*** Data Section Begins ***

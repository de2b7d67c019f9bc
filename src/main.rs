// =============================================================================
// Helios Signal API — Main Entry Point
// =============================================================================
//
// Startup order: environment, logging, config, exchange client + cache,
// background cache warm-up, then the HTTP server. Warm-up failures are
// logged and never block readiness.
// =============================================================================

// ── Module declarations ──────────────────────────────────────────────────────
mod api;
mod app_state;
mod config;
mod exchange;
mod indicators;
mod market_data;
mod signals;
mod types;

use std::sync::Arc;

use tracing::{info, warn};
use tracing_subscriber::EnvFilter;

use crate::app_state::AppState;
use crate::config::ServiceConfig;
use crate::exchange::BinanceClient;
use crate::market_data::MarketDataCache;

#[tokio::main]
async fn main() -> anyhow::Result<()> {
    // ── 1. Environment & config ──────────────────────────────────────────
    let _ = dotenv::dotenv();

    tracing_subscriber::fmt()
        .with_env_filter(
            EnvFilter::try_from_default_env().unwrap_or_else(|_| EnvFilter::new("info")),
        )
        .init();

    info!("╔══════════════════════════════════════════════════════════╗");
    info!("║           Helios Signal API — Starting Up                ║");
    info!("╚══════════════════════════════════════════════════════════╝");

    let mut config = ServiceConfig::load("service_config.json").unwrap_or_else(|e| {
        warn!(error = %e, "Failed to load config, using defaults");
        ServiceConfig::default()
    });

    if let Ok(addr) = std::env::var("HELIOS_BIND_ADDR") {
        config.bind_addr = addr;
    }

    info!(
        bind_addr = %config.bind_addr,
        default_exchange = %config.default_exchange,
        candle_ttl_secs = config.candle_ttl_secs,
        "service configured"
    );

    // ── 2. Exchange client & cache ───────────────────────────────────────
    let binance = Arc::new(BinanceClient::new(config.request_timeout()));

    let mut cache = MarketDataCache::new(config.candle_ttl(), config.funding_ttl());
    cache.register_source("binance", binance);
    let cache = Arc::new(cache);

    let state = Arc::new(AppState::new(config, cache.clone()));

    // ── 3. Cache warm-up (best-effort, non-blocking) ─────────────────────
    let warm_pairs = state.config.warm_pairs.clone();
    let warm_limit = state.config.warm_limit;
    let warm_exchange = state.config.default_exchange.clone();
    let warm_cache = cache.clone();
    tokio::spawn(async move {
        for pair in &warm_pairs {
            match warm_cache
                .fetch_candles(&pair.symbol, &pair.timeframe, warm_limit, &warm_exchange)
                .await
            {
                Ok(series) => info!(
                    symbol = %pair.symbol,
                    timeframe = %pair.timeframe,
                    rows = series.len(),
                    "cache warm completed"
                ),
                Err(e) => warn!(
                    symbol = %pair.symbol,
                    timeframe = %pair.timeframe,
                    error = %e,
                    "cache warm failed"
                ),
            }
        }
    });

    // ── 4. HTTP server ───────────────────────────────────────────────────
    let app = api::rest::router(state.clone());
    let listener = tokio::net::TcpListener::bind(&state.config.bind_addr).await?;
    info!(addr = %state.config.bind_addr, "API server listening");

    axum::serve(listener, app)
        .with_graceful_shutdown(shutdown_signal())
        .await?;

    info!("Helios Signal API shut down complete.");
    Ok(())
}

async fn shutdown_signal() {
    if let Err(e) = tokio::signal::ctrl_c().await {
        warn!(error = %e, "failed to listen for shutdown signal");
        return;
    }
    warn!("Shutdown signal received — stopping gracefully");
}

*** Data Section Ends ***

*What is being asked*. Once you have counted the lines above that hold the word "AppState", report only that total.

*Answer to this exercise*. 2